The United States is investigating the deaths of ten Iraqi prisoners, two of which are considered homicides. Begin, then, with a simple principle, that unjust deaths are more serious and deserve more consideration than the simple dishonor and humiliation represented in the nude pyramid. Now ask yourself why entire episodes of Hardball aren’t being dedicated to how and why those deaths occurred. Other than the fact pictures of the abuse (and not of the deaths) exist in the public forum, and can therefore lend themselves to easier consideration, there doesn’t seem to be a palatable answer.

Meanwhile, Nick Berg’s execution video continues to make the rounds. No better way to explain the thing other than to say it portrays a barbarity and inhumanity unfathomable to stable intellects. Berg sits in front of five hooded captors, one of whom reads a statement before commanding Berg to read one prepared for him: his name, those of his parents and siblings, his city of residence (Philadelphia). Berg is grabbed by the middle captor, a large knife is brandished and brought to his throat; his screams fill the room until his body relents, at which point his head is presented to the camera. Nick Berg’s body was found by an overpass in Baghdad last weekend. He was twenty-six.

Let’s back up. We have developed a difficulty in saying what bothers us most about the prisoner photos. Why? Because to utter that truth lends credence to the idea of Ugly Americanism, and too many of us fear that label more than are willing to accept and speak the truth. But the fact of the matter is, the sorts of humiliations forced onto the prisoners aren’t expected to come from our side of the Iraqi conflict because we are morally superior to our enemies, and are expected to act morally superior when it comes to the treatment of prisoners. Nick Berg’s beheading, so tragic and horrible, is par for the course. And nothing new.

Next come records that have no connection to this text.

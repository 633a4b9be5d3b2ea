//! Base-image registry: the externally supplied mapping from image reference
//! to the platform that image provides.
//!
//! ```toml
//! policy = "minimum"
//!
//! [images]
//! "node:20-alpine" = "linux/amd64/musl-1.2.4/libstdc++-13"
//!
//! [images."debian:bookworm"]
//! os = "linux"
//! arch = "amd64"
//! libc = "glibc"
//! libc_version = "2.36"
//! runtime_lib = "libstdc++"
//! runtime_lib_version = "12"
//! ```

use std::collections::BTreeMap;
use std::fs;
use std::io;
use std::path::{Path, PathBuf};

use serde::{Deserialize, Serialize};
use thiserror::Error;
use tracing::debug;

use crate::consts::{DEFAULT_REGISTRY_FILENAME, REGISTRY_ENV};

use super::{CompatPolicy, PlatformTarget};

#[derive(Debug, Error)]
pub enum RegistryError {
  #[error("failed to read registry {path}: {source}")]
  Read {
    path: PathBuf,
    #[source]
    source: io::Error,
  },

  #[error("failed to parse registry {path}: {source}")]
  Parse {
    path: PathBuf,
    #[source]
    source: toml::de::Error,
  },
}

/// Known platforms of base images, plus the compatibility policy to apply.
#[derive(Debug, Clone, Default, PartialEq, Serialize, Deserialize)]
pub struct ImageRegistry {
  #[serde(default)]
  pub policy: CompatPolicy,

  #[serde(default)]
  pub images: BTreeMap<String, PlatformTarget>,
}

impl ImageRegistry {
  /// Load a registry from a TOML file.
  pub fn load(path: &Path) -> Result<Self, RegistryError> {
    let content = fs::read_to_string(path).map_err(|source| RegistryError::Read {
      path: path.to_path_buf(),
      source,
    })?;
    Self::from_toml(&content).map_err(|source| RegistryError::Parse {
      path: path.to_path_buf(),
      source,
    })
  }

  pub fn from_toml(content: &str) -> Result<Self, toml::de::Error> {
    toml::from_str(content)
  }

  /// Locate and load the registry for a descriptor.
  ///
  /// Order: the explicit path, then `STAGEGATE_REGISTRY`, then `images.toml`
  /// next to the descriptor. With none of those present the registry is empty
  /// and every stage must declare its platform.
  pub fn discover(explicit: Option<&Path>, descriptor: &Path) -> Result<Self, RegistryError> {
    if let Some(path) = explicit {
      return Self::load(path);
    }

    if let Ok(env_path) = std::env::var(REGISTRY_ENV)
      && !env_path.is_empty()
    {
      return Self::load(Path::new(&env_path));
    }

    let sibling = descriptor
      .parent()
      .map(|dir| dir.join(DEFAULT_REGISTRY_FILENAME))
      .unwrap_or_else(|| PathBuf::from(DEFAULT_REGISTRY_FILENAME));
    if sibling.is_file() {
      return Self::load(&sibling);
    }

    debug!(descriptor = %descriptor.display(), "no base-image registry found, using an empty one");
    Ok(Self::default())
  }

  pub fn insert(&mut self, image: impl Into<String>, platform: PlatformTarget) {
    self.images.insert(image.into(), platform);
  }

  /// Look up an image's platform.
  ///
  /// A pinned reference (`image@sha256:...`) falls back to the unpinned name.
  pub fn lookup(&self, image: &str) -> Option<&PlatformTarget> {
    self.images.get(image).or_else(|| {
      let (name, _digest) = image.split_once('@')?;
      self.images.get(name)
    })
  }

  pub fn len(&self) -> usize {
    self.images.len()
  }

  pub fn is_empty(&self) -> bool {
    self.images.is_empty()
  }
}
//! Implementation of the `stagegate plan` command.
//!
//! Validates a descriptor, resolves every stage's platform and predicts
//! transfer mismatches from declared artifact kinds. Nothing is executed.

use std::process::ExitCode;

use anyhow::Result;
use serde::Serialize;

use stagegate_lib::descriptor::StageId;
use stagegate_lib::platform::PlatformTarget;
use stagegate_lib::transfer::TransferError;

use crate::PlanArgs;
use crate::cmd::load_plan;
use crate::output::{OutputFormat, dimmed, print_error, print_json, print_stat, print_success};

#[derive(Serialize)]
struct PlanOutput<'a> {
  target: &'a StageId,
  waves: Vec<Vec<StageSummary<'a>>>,
  problems: &'a [TransferError],
}

#[derive(Serialize)]
struct StageSummary<'a> {
  id: StageId,
  platform: Option<&'a PlatformTarget>,
  upstream: Vec<StageId>,
  checks: usize,
}

pub fn cmd_plan(args: &PlanArgs, format: OutputFormat) -> Result<ExitCode> {
  let loaded = match load_plan(args) {
    Ok(loaded) => loaded,
    Err(invalid) => return Ok(invalid.exit(format)),
  };
  let plan = &loaded.plan;
  let graph = plan.graph();
  let problems = plan.preflight();

  let waves: Vec<Vec<StageSummary>> = graph
    .waves()
    .into_iter()
    .map(|wave| {
      wave
        .into_iter()
        .map(|id| StageSummary {
          platform: plan.platform(&id),
          upstream: graph.upstream(&id),
          checks: plan.gate().list(&id).len(),
          id,
        })
        .collect()
    })
    .collect();

  if format.is_json() {
    print_json(&PlanOutput {
      target: graph.terminal(),
      waves,
      problems: &problems,
    })?;
  } else {
    for (i, wave) in waves.iter().enumerate() {
      println!("Wave {}:", i + 1);
      for stage in wave {
        let platform = stage.platform.map(ToString::to_string).unwrap_or_default();
        let mut line = format!("  {}  {}", stage.id, dimmed(&platform));
        if !stage.upstream.is_empty() {
          let ups: Vec<&str> = stage.upstream.iter().map(StageId::as_str).collect();
          line.push_str(&format!("  <- {}", ups.join(", ")));
        }
        if stage.checks > 0 {
          line.push_str(&format!("  [{} checks]", stage.checks));
        }
        println!("{}", line);
      }
    }
    println!();
    print_stat("Target", graph.terminal().as_str());
    print_stat("Stages", &graph.len().to_string());
  }

  if problems.is_empty() {
    if !format.is_json() {
      print_success("Plan is valid");
    }
    Ok(ExitCode::SUCCESS)
  } else {
    for problem in &problems {
      print_error(&problem.to_string());
    }
    Ok(ExitCode::FAILURE)
  }
}
//! ABI compatibility between a producing platform and a runtime platform.
//!
//! Real-world ABI compatibility depends on the base images involved, so the
//! predicate is pluggable. The built-in [`CompatPolicy`] covers the two
//! common rules: forward-compatible minimum versions, and exact equality.

use std::fmt;

use serde::{Deserialize, Serialize};

use super::PlatformTarget;

/// Decides whether an artifact built under `produced` loads under `runtime`.
pub trait CompatibilityPredicate: Send + Sync + fmt::Debug {
  fn is_compatible(&self, produced: &PlatformTarget, runtime: &PlatformTarget) -> bool;
}

/// Built-in compatibility rules.
///
/// Both require matching OS, architecture, libc flavour and runtime library
/// name. They differ in how versions compare.
#[derive(Debug, Clone, Copy, Default, PartialEq, Eq, Serialize, Deserialize)]
#[serde(rename_all = "lowercase")]
pub enum CompatPolicy {
  /// The runtime's libc and runtime library must be at least as new as the
  /// ones the artifact was built against. Newer libraries keep the older
  /// symbols; older ones lack the newer symbols the artifact references.
  #[default]
  Minimum,
  /// Versions must match exactly.
  Exact,
}

impl CompatibilityPredicate for CompatPolicy {
  fn is_compatible(&self, produced: &PlatformTarget, runtime: &PlatformTarget) -> bool {
    if produced.os != runtime.os
      || produced.arch != runtime.arch
      || produced.libc != runtime.libc
      || produced.runtime_lib != runtime.runtime_lib
    {
      return false;
    }

    match self {
      CompatPolicy::Minimum => {
        runtime.libc_version >= produced.libc_version && runtime.runtime_lib_version >= produced.runtime_lib_version
      }
      CompatPolicy::Exact => {
        runtime.libc_version == produced.libc_version && runtime.runtime_lib_version == produced.runtime_lib_version
      }
    }
  }
}

impl fmt::Display for CompatPolicy {
  fn fmt(&self, f: &mut fmt::Formatter<'_>) -> fmt::Result {
    match self {
      CompatPolicy::Minimum => write!(f, "minimum"),
      CompatPolicy::Exact => write!(f, "exact"),
    }
  }
}
//! Content hashing for artifacts and cache keys.
//!
//! - `ContentHash`: full SHA-256 of an artifact's bytes (file or directory tree)
//! - `ObjectHash`: truncated SHA-256 of a JSON-serialized value, used for cache keys
//! - `hash_path()`: hash a file or a directory deterministically

use std::fs;
use std::io::Read;
use std::path::Path;

use serde::{Deserialize, Serialize};
use sha2::{Digest, Sha256};
use walkdir::WalkDir;

use crate::consts::OBJ_HASH_PREFIX_LEN;

/// A truncated hash identifying a serialized value.
#[derive(Debug, Clone, PartialEq, Eq, PartialOrd, Ord, Hash, Serialize, Deserialize)]
pub struct ObjectHash(pub String);

impl std::fmt::Display for ObjectHash {
  fn fmt(&self, f: &mut std::fmt::Formatter<'_>) -> std::fmt::Result {
    write!(f, "{}", self.0)
  }
}

pub trait Hashable: Serialize {
  fn compute_hash(&self) -> Result<ObjectHash, serde_json::Error> {
    let serialized = serde_json::to_string(self)?;
    let full = hex::encode(Sha256::digest(serialized.as_bytes()));
    Ok(ObjectHash(full[..OBJ_HASH_PREFIX_LEN].to_string()))
  }
}

/// A full 64-character SHA-256 of artifact content.
#[derive(Debug, Clone, PartialEq, Eq, PartialOrd, Ord, Hash, Serialize, Deserialize)]
#[serde(transparent)]
pub struct ContentHash(pub String);

impl ContentHash {
  pub fn as_str(&self) -> &str {
    &self.0
  }
}

impl std::fmt::Display for ContentHash {
  fn fmt(&self, f: &mut std::fmt::Formatter<'_>) -> std::fmt::Result {
    write!(f, "{}", self.0)
  }
}

impl From<&str> for ContentHash {
  fn from(s: &str) -> Self {
    Self(s.to_string())
  }
}

#[derive(Debug, Clone, thiserror::Error, Serialize, Deserialize)]
pub enum HashError {
  #[error("path does not exist: {path}")]
  Missing { path: String },

  #[error("failed to walk directory: {message}")]
  WalkDir { message: String },

  #[error("failed to read {path}: {message}")]
  Read { path: String, message: String },
}

/// Hash a file or directory.
pub fn hash_path(path: &Path) -> Result<ContentHash, HashError> {
  let meta = fs::symlink_metadata(path).map_err(|_| HashError::Missing {
    path: path.display().to_string(),
  })?;
  if meta.is_dir() { hash_directory(path) } else { hash_file(path) }
}

/// Compute a deterministic hash of a directory tree.
///
/// Covers file contents, directory structure and symlink targets; ignores
/// timestamps and permissions. Entries are visited in name order.
pub fn hash_directory(path: &Path) -> Result<ContentHash, HashError> {
  let mut hasher = Sha256::new();

  for entry in WalkDir::new(path).sort_by_file_name() {
    let entry = entry.map_err(|e| HashError::WalkDir { message: e.to_string() })?;
    let entry_path = entry.path();
    let rel = entry_path.strip_prefix(path).unwrap_or(entry_path).to_string_lossy();
    if rel.is_empty() {
      continue;
    }

    let file_type = entry.file_type();
    let line = if file_type.is_file() {
      format!("F:{}:{}", rel, hash_file(entry_path)?)
    } else if file_type.is_dir() {
      format!("D:{}", rel)
    } else if file_type.is_symlink() {
      let target = fs::read_link(entry_path).map_err(|e| HashError::Read {
        path: entry_path.display().to_string(),
        message: e.to_string(),
      })?;
      format!("L:{}:{}", rel, hash_bytes(target.to_string_lossy().as_bytes()))
    } else {
      continue;
    };

    hasher.update(line.as_bytes());
    hasher.update(b"\n");
  }

  Ok(ContentHash(hex::encode(hasher.finalize())))
}

/// Hash a single file's contents.
pub fn hash_file(path: &Path) -> Result<ContentHash, HashError> {
  let read_err = |e: std::io::Error| HashError::Read {
    path: path.display().to_string(),
    message: e.to_string(),
  };

  let mut file = fs::File::open(path).map_err(read_err)?;
  let mut hasher = Sha256::new();
  let mut buffer = [0u8; 8192];

  loop {
    let n = file.read(&mut buffer).map_err(read_err)?;
    if n == 0 {
      break;
    }
    hasher.update(&buffer[..n]);
  }

  Ok(ContentHash(hex::encode(hasher.finalize())))
}

/// Hash arbitrary bytes.
pub fn hash_bytes(data: &[u8]) -> ContentHash {
  ContentHash(hex::encode(Sha256::digest(data)))
}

Daniel Pearl was beheaded; others have been beheaded.

Now to the Left, where is has been implicitly said that the prisoner photos represent such a great, across-the-board moral failing that the Iraqi effort is a lost cause. William Rivers Pitt wrote, before the release of the Berg video, that this week brought to an end “a week so awful, so terrible, so wrenching that the most basic fabric of that which we believe is good and great – the most basic moral fabric of the United States of America – has been torn bitterly asunder.” More, “The worst, amazingly, is yet to come. A new battery of photographs and videotapes, as yet unreleased, awaits over the horizon of our abused understanding. These photos and videos … are reported to show U.S. soldiers gang raping an Iraqi woman, U.S. soldiers beating an Iraqi man nearly to death, U.S. troops posing, smirks affixed, with decomposing Iraqi bodies, and Iraqi troops under U.S. command raping young boys.”

President Bush and Congress have seen confidential pictures and videos. One assumes these are not confidential materials because they are more of what we have seen; what we have seen seems, as Rush Limbaugh so perfectly suggested, no different than a Skull and Bones initiation. If any of the things alleged by Pitt turn out to be true, I will take to this space and demand the death penalty where applicable, lifetime imprisonment without view of another blue sky for others, unemployment and forced homelessness for whomever should remain. (Not coincidentally, the willingness to do so is what separates some of us here on the Right from some of those there on the Left.)

But until and unless that material proves so horrible, you’ll have to forgive me for not having the desire to dismantle the entire military establishment for the actions of a very small number of soldiers (and probably some in the chain of command), or to fire Rumsfeld, or to impeach Bush. I have seen the Nick Berg video; I have seen the Daniel Pearl video; I have seen the video of the four Americans massacred, their body parts hung from a bridge to burn. I have watched them not because they’re enjoyable, but because they remind me we are fighting a battle for humanity more than for “democracy in the Middle East.” It’s nearly impossible to give a damn about the nude pyramid and the guy on the leash when you’ve seen a man scream until the exact moment his head is removed from his body.



Brian Wise is the lead columnist for Intellectual Conservative.